[Start of Attachment]

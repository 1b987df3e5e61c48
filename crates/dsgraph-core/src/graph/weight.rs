//! Weighted edge payloads

use crate::error::Result;
use crate::graph::{Edge, Graph};

/// Edge payloads that carry a numeric weight
///
/// Required by Dijkstra and both spanning-tree algorithms. Implemented for
/// the primitive numeric types and for `(weight, label)` pairs.
pub trait Weighted {
    fn weight(&self) -> f64;
}

macro_rules! impl_weighted {
    ($($ty:ty),* $(,)?) => {
        $(
            impl Weighted for $ty {
                #[inline]
                fn weight(&self) -> f64 {
                    *self as f64
                }
            }
        )*
    };
}

impl_weighted!(u8, u16, u32, u64, usize, i8, i16, i32, i64, isize, f32, f64);

impl<W: Weighted, T> Weighted for (W, T) {
    fn weight(&self) -> f64 {
        self.0.weight()
    }
}

impl<W: Weighted + ?Sized> Weighted for &W {
    fn weight(&self) -> f64 {
        (**self).weight()
    }
}

/// Weight of `edge` in `graph`
pub fn edge_weight<G>(graph: &G, edge: Edge) -> Result<f64>
where
    G: Graph + ?Sized,
    G::EdgeValue: Weighted,
{
    Ok(graph.edge_value(edge)?.weight())
}
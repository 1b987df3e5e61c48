//! Adjacency-list backend
//!
//! Each vertex owns positional lists of incident edge indices. Each edge
//! remembers the positions of its entries at both endpoints, so removal
//! unlinks them in O(1). An undirected vertex has a single list that serves
//! as both its outgoing and incoming collection.

use crate::collections::{Position, PositionalList};
use crate::error::{GraphError, Result};
use crate::graph::shared::{self, EdgeRecord, Registry};
use crate::graph::{Edge, Graph, GraphId, Handles, Vertex};

#[derive(Debug, Clone)]
struct VertexRecord<V> {
    value: V,
    outgoing: PositionalList<usize>,
    /// `None` for undirected graphs, where `outgoing` is used for both roles
    incoming: Option<PositionalList<usize>>,
}

impl<V> VertexRecord<V> {
    fn new(value: V, directed: bool) -> Self {
        Self {
            value,
            outgoing: PositionalList::new(),
            incoming: directed.then(PositionalList::new),
        }
    }

    fn outgoing(&self) -> &PositionalList<usize> {
        &self.outgoing
    }

    fn incoming(&self) -> &PositionalList<usize> {
        self.incoming.as_ref().unwrap_or(&self.outgoing)
    }

    fn incoming_mut(&mut self) -> &mut PositionalList<usize> {
        match self.incoming.as_mut() {
            Some(incoming) => incoming,
            None => &mut self.outgoing,
        }
    }
}

#[derive(Debug, Clone)]
struct ListEdge<E> {
    record: EdgeRecord<E>,
    at_origin: Position,
    /// `None` for an undirected self-loop, which is listed once
    at_dest: Option<Position>,
}

/// Graph stored as per-vertex incidence lists
#[derive(Debug, Clone)]
pub struct AdjacencyListGraph<V, E> {
    directed: bool,
    vertices: Registry<VertexRecord<V>>,
    edges: Registry<ListEdge<E>>,
}

impl<V, E> AdjacencyListGraph<V, E> {
    pub fn new(directed: bool) -> Self {
        let id = GraphId::next();
        Self {
            directed,
            vertices: Registry::new(id),
            edges: Registry::new(id),
        }
    }

    pub fn directed() -> Self {
        Self::new(true)
    }

    pub fn undirected() -> Self {
        Self::new(false)
    }

    fn handles<'a>(&'a self, list: &'a PositionalList<usize>) -> Handles<'a, Edge> {
        Box::new(list.iter().map(move |&i| self.edges.edge_handle(i)))
    }

    fn record(&self, edge: Edge) -> Result<&EdgeRecord<E>> {
        self.edges.edge(edge).map(|e| &e.record)
    }
}

impl<V, E> Graph for AdjacencyListGraph<V, E> {
    type VertexValue = V;
    type EdgeValue = E;

    fn is_directed(&self) -> bool {
        self.directed
    }

    fn num_vertices(&self) -> usize {
        self.vertices.len()
    }

    fn num_edges(&self) -> usize {
        self.edges.len()
    }

    fn vertices(&self) -> Handles<'_, Vertex> {
        Box::new(
            self.vertices
                .indices()
                .map(move |i| self.vertices.vertex_handle(i)),
        )
    }

    fn edges(&self) -> Handles<'_, Edge> {
        Box::new(self.edges.indices().map(move |i| self.edges.edge_handle(i)))
    }

    fn vertex_value(&self, vertex: Vertex) -> Result<&V> {
        self.vertices.vertex(vertex).map(|v| &v.value)
    }

    fn edge_value(&self, edge: Edge) -> Result<&E> {
        self.record(edge).map(|r| &r.value)
    }

    fn get_edge(&self, u: Vertex, v: Vertex) -> Result<Option<Edge>> {
        let origin = self.vertices.vertex(u)?;
        self.vertices.vertex(v)?;
        let found = origin.outgoing().iter().copied().find(|&i| {
            self.edges
                .get(i)
                .is_some_and(|e| e.record.opposite(u.index()) == Some(v.index()))
        });
        Ok(found.map(|i| self.edges.edge_handle(i)))
    }

    fn end_vertices(&self, edge: Edge) -> Result<(Vertex, Vertex)> {
        let record = self.record(edge)?;
        Ok((
            self.vertices.vertex_handle(record.origin),
            self.vertices.vertex_handle(record.dest),
        ))
    }

    fn opposite(&self, vertex: Vertex, edge: Edge) -> Result<Vertex> {
        self.vertices.vertex(vertex)?;
        let record = self.record(edge)?;
        match record.opposite(vertex.index()) {
            Some(other) => Ok(self.vertices.vertex_handle(other)),
            None => Err(GraphError::invalid_argument(
                "opposite vertex",
                format!("{vertex} is not incident to {edge}"),
            )),
        }
    }

    fn out_degree(&self, vertex: Vertex) -> Result<usize> {
        Ok(self.vertices.vertex(vertex)?.outgoing().len())
    }

    fn in_degree(&self, vertex: Vertex) -> Result<usize> {
        Ok(self.vertices.vertex(vertex)?.incoming().len())
    }

    fn outgoing_edges(&self, vertex: Vertex) -> Result<Handles<'_, Edge>> {
        let record = self.vertices.vertex(vertex)?;
        Ok(self.handles(record.outgoing()))
    }

    fn incoming_edges(&self, vertex: Vertex) -> Result<Handles<'_, Edge>> {
        let record = self.vertices.vertex(vertex)?;
        Ok(self.handles(record.incoming()))
    }

    fn insert_vertex(&mut self, value: V) -> Vertex {
        let index = self.vertices.insert(VertexRecord::new(value, self.directed));
        self.vertices.vertex_handle(index)
    }

    fn insert_edge(&mut self, u: Vertex, v: Vertex, value: E) -> Result<Option<Edge>> {
        if let Some(existing) = self.get_edge(u, v)? {
            tracing::trace!(%u, %v, %existing, "edge already present");
            return Ok(None);
        }

        // Slots are never reused, so the new edge lands in the next slot.
        let index = self.edges.slot_count();
        let at_origin = self.vertices.vertex_mut(u)?.outgoing.push_back(index);
        let at_dest = if !self.directed && u == v {
            None
        } else {
            Some(self.vertices.vertex_mut(v)?.incoming_mut().push_back(index))
        };

        let record = EdgeRecord::new(value, u.index(), v.index());
        let inserted = self.edges.insert(ListEdge {
            record,
            at_origin,
            at_dest,
        });
        debug_assert_eq!(inserted, index);
        Ok(Some(self.edges.edge_handle(inserted)))
    }

    fn remove_vertex(&mut self, vertex: Vertex) -> Result<V> {
        let incident = shared::incident_edges(self, vertex)?;
        tracing::debug!(%vertex, edges = incident.len(), "remove_vertex");
        for edge in incident {
            self.remove_edge(edge)?;
        }
        self.vertices
            .remove(vertex.index())
            .map(|record| record.value)
            .ok_or(GraphError::InvalidVertex { vertex })
    }

    fn remove_edge(&mut self, edge: Edge) -> Result<E> {
        self.edges.edge(edge)?;
        let removed = self
            .edges
            .remove(edge.index())
            .ok_or(GraphError::InvalidEdge { edge })?;

        if let Some(origin) = self.vertices.get_mut(removed.record.origin) {
            origin.outgoing.remove(removed.at_origin);
        }
        if let Some(at_dest) = removed.at_dest {
            if let Some(dest) = self.vertices.get_mut(removed.record.dest) {
                dest.incoming_mut().remove(at_dest);
            }
        }
        Ok(removed.record.value)
    }
}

[End of Attachment]

** Exercise goal **
Where a line of the records holds the word "shared", copy that line.

** Result of this task **
use crate::graph::shared::{self, EdgeRecord, Registry};
        let incident = shared::incident_edges(self, vertex)?;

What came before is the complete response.